После приготовления смеси для пищеварения с Тритоном Х-100 добавляют 107 микролитров этой смеси в трубку hi-C, чтобы получить общий объем 487 микролитров и переваривают хроматин в течение ночи при 37 градусах Цельсия в термомиксере с интервальным встряхиванием. На следующий день переведите образцы до 65 градусов цельсия в течение 20 минут, чтобы деактивировать оставшуюся активность эндонуклеазы. После помещения образца на лед отложите 10 микролитров контроля пищеварения, или постоянного тока, и храните их при четырех градусах Цельсия.
Снимите конденсат с крышки пипеткой или спиннингом. Затем добавьте 58 микролитров биотиновой смеси, чтобы получить общий объем 535 микролитров. Пипетку осторожно не образуя пузырьков перед насиживанием при 23 градусах Цельсия в течение четырех часов в термомиксоре.
После инкубации добавляют 665 микролитров лигационной смеси, делая объем образца 1,200 микролитра. Перемешайте образец путем пипетирования и инкубируйте при температуре 16 градусов Цельсия в течение четырех часов в термомикшере. Затем добавьте 50 микролитров протеиназы-К в двух фракциях в пробирку для образцов hi-C и инкубируйте в течение ночи при 65 градусах Цельсия с интервальным встряхиванием.

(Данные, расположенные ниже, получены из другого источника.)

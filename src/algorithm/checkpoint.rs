//! Checkpoint schedule and the hand-off of canvas snapshots

use crate::io::error::{Result, invalid_parameter};
use crate::spatial::Canvas;
use std::collections::BTreeMap;

/// Fixed mapping from placement index to checkpoint id
///
/// Checkpoint `k` of `amount` fires after placement `(k + 1) * total / amount - 1`,
/// so the last one always coincides with the final placement.
#[derive(Debug, Clone, PartialEq, Eq)]
pub struct CheckpointSchedule {
    by_index: BTreeMap<usize, usize>,
}

impl CheckpointSchedule {
    /// Precompute checkpoint indices for `amount` checkpoints over `total` placements
    ///
    /// # Errors
    ///
    /// Returns an error if `amount` exceeds `total`, which would map two
    /// checkpoints onto one placement
    pub fn new(total: usize, amount: usize) -> Result<Self> {
        if amount > total {
            return Err(invalid_parameter(
                "image.amount",
                &amount,
                &format!("cannot exceed the {total} placements"),
            ));
        }

        let by_index = (0..amount)
            .map(|k| ((k + 1) * total / amount - 1, k))
            .collect();
        Ok(Self { by_index })
    }

    /// Checkpoint id due after placement `index`, if any
    pub fn checkpoint_at(&self, index: usize) -> Option<usize> {
        self.by_index.get(&index).copied()
    }

    /// Number of scheduled checkpoints
    pub fn len(&self) -> usize {
        self.by_index.len()
    }

    /// True when no checkpoint is scheduled
    pub fn is_empty(&self) -> bool {
        self.by_index.is_empty()
    }

    /// `(placement index, checkpoint id)` pairs in firing order
    pub fn iter(&self) -> impl Iterator<Item = (usize, usize)> {
        self.by_index.iter().map(|(&index, &id)| (index, id))
    }
}

/// Frozen canvas state handed to the exporter
#[derive(Debug, Clone)]
pub struct Checkpoint {
    /// Checkpoint id, `0..amount`
    pub id: usize,
    /// Placement index after which the snapshot was taken
    pub index: usize,
    /// Deep copy of the canvas at that moment
    pub snapshot: Canvas,
}

impl Checkpoint {
    /// Completed share of the run in whole percent
    pub fn progress_percent(&self) -> usize {
        let total = self.snapshot.len();
        if total == 0 {
            return 100;
        }
        (self.index + 1) * 100 / total
    }
}

/// Receiver of checkpoint snapshots
///
/// Implementations must not block the caller on encoding or disk I/O.
pub trait CheckpointSink {
    /// Accept a snapshot
    fn accept(&mut self, checkpoint: Checkpoint);
}

/// Discards every checkpoint
impl CheckpointSink for () {
    fn accept(&mut self, _checkpoint: Checkpoint) {}
}

/// Collects checkpoints in memory
impl CheckpointSink for Vec<Checkpoint> {
    fn accept(&mut self, checkpoint: Checkpoint) {
        self.push(checkpoint);
    }
}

Для очистки ДНК добавьте 100% ледяной этанол и центрифугируйте пробирки в 18 000 раз G в течение 30 минут при четырех градусах Цельсия. Полностью удалите супернатант со стороны, не содержащей гранул, и высушите образец на воздухе в течение 10 минут или до тех пор, пока гранулы не высохнут. Как только гранулы высохнут, солюбилизируйте их в 450 микролитрах Tris с низким ЭДТА путем пипетирования или закручивания.
Перенесите солюбилизированную суспензию на 0,5-миллиметровый центробежный фильтрующий блок, или КОЕ, с трехкилодальтонной отсечкой молекулярной массы. Центрифугируйте КОЕ на максимальной скорости в течение 10 минут и отбрасывайте проточную. После второй промывки добавьте в колонку 80 микролитров Tris low-EDTA.
Превратите колонну в новую коллекторную трубку для двух минут центрифугирования на максимальной скорости. Наконец, загрузите образцы на гель с содержанием агарозы 0,8%. Агарозный гель с результатами титрования ПЦР показал, что большинство библиотек требуют от пяти до восьми циклов окончательной амплификации ПЦР.
Клеточное переваривание конечной амплифицированной библиотеки ПЦР, наблюдаемое более мелкими фрагментами на агарозном геле, подтверждает наличие надлежащих лигационных соединений и служит проверкой качества перед секвенированием. После секвенирования картографированные данные показали, что комбинация DpnII и DdeI значительно увеличивает контакты на коротких расстояниях, так как добавление DSG к обычному сшивке формальдегида. Улучшенный сигнал также можно наблюдать на больших и коротких расстояниях непосредственно от 2D-матриц взаимодействия.
Сигналы отсека CRISPR на больших расстояниях, а точки, образованные петлями хроматина, более заметны на коротких расстояниях. В дополнение к формальдегиду, сшивание с DSG уменьшает случайные лигации, улучшая относительный охват в цис. Важно не терять клетки во время и после сшивания.
Гранулы клеток могут быть рыхлыми или невидимыми, а клетки могут прилипать к кончикам пипетки в некоторых буферах.